Dans un autre moment, à la suite de l’impopularité dont, disait-il, il avait fini par être l’objet, comme je revenais à lui témoigner mon étonnement de ce qu’il n’avait pas cherché quelque moyen de faire contre-miner les libelles, et de rappeler l’opinion qu’on lui enlevait, il a répondu avec une sorte d’inspiration : « J’avais, ma foi, des vues bien autrement larges que celles d’aller m’occuper de flagorner ou de ménager une petite multitude, quelques coteries ou nuances de sectes ; non, il fallait me laisser revenir victorieux de Moscou, et l’on eût vu bientôt, non seulement tous ces gens-là, non seulement toute la France, mais encore le monde entier me revenir, m’admirer et me bénir. Il ne m’eût plus fallu que disparaître par hasard au sein du mystère, et le vulgaire eût renouvelé pour moi la fable de Romulus, il eût dit que je m’étais enlevé au ciel pour aller prendre ma place parmi les dieux !… »


L’Empereur viole, dit-il, les règles de la médecine – C’est lui qui, le premier, nous appelle la grande nation – Il a commandé toute sa vie.


Jeudi 31.

Le temps s’était mis au beau ; la température aujourd’hui était délicieuse. Il y avait six jours que l’Empereur gardait la chambre ; fatigué de la monotonie de son mal, il a résolu de violer, disait-il, la loi du docteur. Il est sorti ; mais il se sentait si faible, qu’il pouvait à peine marcher. Il a fait demander la calèche, et nous avons fait un tour. Il était triste et silencieux. Il souffrait beaucoup, surtout des boutons qui couvraient ses lèvres.

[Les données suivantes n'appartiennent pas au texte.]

use std::collections::{BTreeMap, BTreeSet};
use std::fmt;
use std::str::FromStr;

use anyhow::{Result, anyhow};
use serde::{Deserialize, Serialize};

#[derive(Debug, Clone, PartialEq, Eq, Hash, PartialOrd, Ord, Serialize, Deserialize)]
#[serde(try_from = "String", into = "String")]
pub struct Season(String);

impl Season {
    pub fn parse(raw: &str) -> Result<Self> {
        let raw = raw.trim();
        let (start, end) = raw
            .split_once('-')
            .ok_or_else(|| anyhow!("season must look like 2017-18, got {raw:?}"))?;
        let start_year = start
            .parse::<u16>()
            .map_err(|_| anyhow!("invalid season start year in {raw:?}"))?;
        if start.len() != 4 || end.len() != 2 {
            return Err(anyhow!("season must look like 2017-18, got {raw:?}"));
        }
        let end_year = end
            .parse::<u16>()
            .map_err(|_| anyhow!("invalid season end year in {raw:?}"))?;
        if (start_year + 1) % 100 != end_year {
            return Err(anyhow!("season years are not consecutive in {raw:?}"));
        }
        Ok(Self(raw.to_string()))
    }

    pub fn as_str(&self) -> &str {
        &self.0
    }

    pub fn start_year(&self) -> u16 {
        self.0[..4].parse().unwrap_or_default()
    }
}

impl TryFrom<String> for Season {
    type Error = anyhow::Error;

    fn try_from(value: String) -> Result<Self> {
        Self::parse(&value)
    }
}

impl From<Season> for String {
    fn from(value: Season) -> Self {
        value.0
    }
}

impl fmt::Display for Season {
    fn fmt(&self, f: &mut fmt::Formatter<'_>) -> fmt::Result {
        f.write_str(&self.0)
    }
}

#[allow(clippy::upper_case_acronyms)]
#[derive(Debug, Clone, Copy, PartialEq, Eq, Hash, PartialOrd, Ord, Serialize, Deserialize)]
pub enum TeamAbbreviation {
    ATL,
    BKN,
    BOS,
    CHA,
    CHI,
    CLE,
    DAL,
    DEN,
    DET,
    GSW,
    HOU,
    IND,
    LAC,
    LAL,
    MEM,
    MIA,
    MIL,
    MIN,
    NOP,
    NYK,
    OKC,
    ORL,
    PHI,
    PHX,
    POR,
    SAC,
    SAS,
    TOR,
    UTA,
    WAS,
}

impl TeamAbbreviation {
    pub const ALL: [TeamAbbreviation; 30] = [
        Self::ATL,
        Self::BKN,
        Self::BOS,
        Self::CHA,
        Self::CHI,
        Self::CLE,
        Self::DAL,
        Self::DEN,
        Self::DET,
        Self::GSW,
        Self::HOU,
        Self::IND,
        Self::LAC,
        Self::LAL,
        Self::MEM,
        Self::MIA,
        Self::MIL,
        Self::MIN,
        Self::NOP,
        Self::NYK,
        Self::OKC,
        Self::ORL,
        Self::PHI,
        Self::PHX,
        Self::POR,
        Self::SAC,
        Self::SAS,
        Self::TOR,
        Self::UTA,
        Self::WAS,
    ];

    pub fn as_str(self) -> &'static str {
        match self {
            Self::ATL => "ATL",
            Self::BKN => "BKN",
            Self::BOS => "BOS",
            Self::CHA => "CHA",
            Self::CHI => "CHI",
            Self::CLE => "CLE",
            Self::DAL => "DAL",
            Self::DEN => "DEN",
            Self::DET => "DET",
            Self::GSW => "GSW",
            Self::HOU => "HOU",
            Self::IND => "IND",
            Self::LAC => "LAC",
            Self::LAL => "LAL",
            Self::MEM => "MEM",
            Self::MIA => "MIA",
            Self::MIL => "MIL",
            Self::MIN => "MIN",
            Self::NOP => "NOP",
            Self::NYK => "NYK",
            Self::OKC => "OKC",
            Self::ORL => "ORL",
            Self::PHI => "PHI",
            Self::PHX => "PHX",
            Self::POR => "POR",
            Self::SAC => "SAC",
            Self::SAS => "SAS",
            Self::TOR => "TOR",
            Self::UTA => "UTA",
            Self::WAS => "WAS",
        }
    }
}

impl FromStr for TeamAbbreviation {
    type Err = anyhow::Error;

    fn from_str(s: &str) -> Result<Self> {
        let key = s.trim().to_ascii_uppercase();
        Self::ALL
            .iter()
            .copied()
            .find(|team| team.as_str() == key)
            .ok_or_else(|| anyhow!("unknown team abbreviation {s:?}"))
    }
}

impl fmt::Display for TeamAbbreviation {
    fn fmt(&self, f: &mut fmt::Formatter<'_>) -> fmt::Result {
        f.write_str(self.as_str())
    }
}

#[derive(Debug, Clone, Copy, PartialEq, Eq, Serialize, Deserialize)]
pub enum GameOutcome {
    #[serde(rename = "W")]
    Win,
    #[serde(rename = "L")]
    Loss,
}

#[derive(Debug, Clone, PartialEq, Serialize, Deserialize)]
pub struct TeamInfo {
    pub abbreviation: TeamAbbreviation,
    pub id: u64,
    pub name: String,
}

#[derive(Debug, Clone, Default, PartialEq, Serialize, Deserialize)]
#[serde(rename_all = "SCREAMING_SNAKE_CASE")]
pub struct BoxScoreStats {
    #[serde(default)]
    pub min: f64,
    #[serde(default)]
    pub fgm: u32,
    #[serde(default)]
    pub fga: u32,
    #[serde(default)]
    pub fg_pct: Option<f64>,
    #[serde(default)]
    pub fg3m: u32,
    #[serde(default)]
    pub fg3a: u32,
    #[serde(default)]
    pub fg3_pct: Option<f64>,
    #[serde(default)]
    pub ftm: u32,
    #[serde(default)]
    pub fta: u32,
    #[serde(default)]
    pub ft_pct: Option<f64>,
    #[serde(default)]
    pub oreb: u32,
    #[serde(default)]
    pub dreb: u32,
    #[serde(default)]
    pub reb: u32,
    #[serde(default)]
    pub ast: u32,
    #[serde(default)]
    pub stl: u32,
    #[serde(default)]
    pub blk: u32,
    #[serde(default, rename = "TO")]
    pub turnovers: u32,
    #[serde(default)]
    pub pf: u32,
    #[serde(default)]
    pub pts: u32,
    #[serde(default)]
    pub plus_minus: Option<f64>,
}

#[derive(Debug, Clone, PartialEq, Serialize, Deserialize)]
#[serde(rename_all = "SCREAMING_SNAKE_CASE")]
pub struct GameLog {
    pub game_id: String,
    pub game_date: String,
    pub season_id: Season,
    #[serde(default)]
    pub team_id: u64,
    #[serde(default)]
    pub team_name: String,
    pub team_abbreviation: TeamAbbreviation,
    pub opponent_team_abbreviation: TeamAbbreviation,
    #[serde(default)]
    pub matchup: String,
    pub outcome: GameOutcome,
    pub home: bool,
    pub video_available: bool,
    #[serde(rename = "stats")]
    pub stats: BoxScoreStats,
}

impl GameLog {
    pub fn home_team(&self) -> TeamAbbreviation {
        if self.home {
            self.team_abbreviation
        } else {
            self.opponent_team_abbreviation
        }
    }

    pub fn away_team(&self) -> TeamAbbreviation {
        if self.home {
            self.opponent_team_abbreviation
        } else {
            self.team_abbreviation
        }
    }

    pub fn winner(&self) -> TeamAbbreviation {
        match self.outcome {
            GameOutcome::Win => self.team_abbreviation,
            GameOutcome::Loss => self.opponent_team_abbreviation,
        }
    }
}

#[derive(Debug, Clone, PartialEq, Serialize, Deserialize)]
#[serde(rename_all = "SCREAMING_SNAKE_CASE")]
pub struct PlayerBoxScoreStats {
    pub player_id: String,
    pub player_name: String,
    #[serde(default)]
    pub start_position: String,
    #[serde(default)]
    pub comment: String,
    #[serde(flatten)]
    pub stats: BoxScoreStats,
}

#[derive(Debug, Clone, PartialEq, Serialize, Deserialize)]
#[serde(rename_all = "camelCase")]
pub struct BoxScore {
    pub game: GameLog,
    pub player_stats: Vec<PlayerBoxScoreStats>,
}

#[derive(Debug, Clone, PartialEq, Serialize, Deserialize)]
#[serde(rename_all = "camelCase")]
pub struct TeamStint {
    pub team: TeamAbbreviation,
    pub start_date: String,
    pub end_date: String,
}

#[derive(Debug, Clone, PartialEq, Serialize, Deserialize)]
#[serde(rename_all = "camelCase")]
pub struct PlayerInfo {
    pub id: String,
    pub first_name: String,
    pub last_name: String,
    #[serde(default)]
    pub simple_id: String,
    #[serde(default)]
    pub position: String,
    #[serde(default)]
    pub teams: BTreeMap<Season, Vec<TeamStint>>,
}

impl PlayerInfo {
    pub fn new(id: &str, first_name: &str, last_name: &str) -> Self {
        Self {
            id: id.to_string(),
            first_name: first_name.to_string(),
            last_name: last_name.to_string(),
            simple_id: String::new(),
            position: String::new(),
            teams: BTreeMap::new(),
        }
    }

    pub fn full_name(&self) -> String {
        format!("{} {}", self.first_name, self.last_name)
    }
}

#[derive(Debug, Clone, PartialEq, Serialize, Deserialize)]
pub struct GameStats {
    pub game: GameLog,
    pub stats: BoxScoreStats,
}

#[derive(Debug, Clone, PartialEq, Serialize, Deserialize)]
pub struct PlayerBoxScores {
    pub player: PlayerInfo,
    pub scores: Vec<GameStats>,
}

#[derive(Debug, Clone, PartialEq)]
pub struct TeamGameBoxScore {
    pub team: TeamAbbreviation,
    pub score: BoxScore,
    pub players: Vec<PlayerInfo>,
}

#[derive(Debug, Clone, PartialEq)]
pub struct CompleteGameBoxScores {
    pub home: TeamGameBoxScore,
    pub away: TeamGameBoxScore,
}

impl CompleteGameBoxScores {
    pub fn game_date(&self) -> &str {
        &self.home.score.game.game_date
    }

    pub fn rosters(&self) -> GameRosters<'_> {
        GameRosters {
            home: TeamRoster {
                team: self.home.team,
                players: &self.home.players,
            },
            away: TeamRoster {
                team: self.away.team,
                players: &self.away.players,
            },
        }
    }
}

#[derive(Debug, Clone, Copy)]
pub struct TeamRoster<'a> {
    pub team: TeamAbbreviation,
    pub players: &'a [PlayerInfo],
}

impl TeamRoster<'_> {
    pub fn contains(&self, player_id: &str) -> bool {
        self.players.iter().any(|p| p.id == player_id)
    }
}

#[derive(Debug, Clone, Copy)]
pub struct GameRosters<'a> {
    pub home: TeamRoster<'a>,
    pub away: TeamRoster<'a>,
}

pub type TeamMap = BTreeMap<TeamAbbreviation, TeamInfo>;

#[derive(Debug, Clone, Default, PartialEq, Serialize, Deserialize)]
#[serde(rename_all = "camelCase")]
pub struct PlayerMap {
    pub id_map: BTreeMap<String, PlayerInfo>,
    pub simple_ids: BTreeMap<String, String>,
}

#[derive(Debug, Clone, PartialEq, Serialize, Deserialize)]
#[serde(rename_all = "camelCase")]
pub struct GameInfo {
    pub id: String,
    pub date: String,
    pub season: Season,
    pub home: TeamAbbreviation,
    pub home_points: u32,
    pub away: TeamAbbreviation,
    pub away_points: u32,
    pub winner: TeamAbbreviation,
    pub players: BTreeSet<String>,
}

pub type GameIdMap = BTreeMap<String, GameInfo>;

#[cfg(test)]
mod tests {
    use super::*;

    #[test]
    fn season_accepts_provider_labels() {
        let season = Season::parse("2017-18").unwrap();
        assert_eq!(season.as_str(), "2017-18");
        assert_eq!(season.start_year(), 2017);
        assert!(Season::parse("1999-00").is_ok());
        assert!(Season::parse("2017-19").is_err());
        assert!(Season::parse("2017").is_err());
    }

    #[test]
    fn team_abbreviation_round_trips_through_json_keys() {
        let mut map = TeamMap::new();
        map.insert(
            TeamAbbreviation::BOS,
            TeamInfo {
                abbreviation: TeamAbbreviation::BOS,
                id: 1610612738,
                name: "Boston Celtics".to_string(),
            },
        );
        let json = serde_json::to_string(&map).unwrap();
        assert!(json.starts_with("{\"BOS\":"));
        let back: TeamMap = serde_json::from_str(&json).unwrap();
        assert_eq!(back, map);
        assert_eq!("phx".parse::<TeamAbbreviation>().unwrap(), TeamAbbreviation::PHX);
        assert!("XYZ".parse::<TeamAbbreviation>().is_err());
    }
}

Peu après son retour, il m’a fait demander dans sa chambre. La promenade l’avait encore abattu. Il se sentait très faible et fort disposé à l’assoupissement. Je l’ai déterminé à manger un peu ; il a fini par un verre de vin de liqueur, et il est convenu qu’il en était réveillé, et se trouvait beaucoup mieux. Il s’est mis à causer.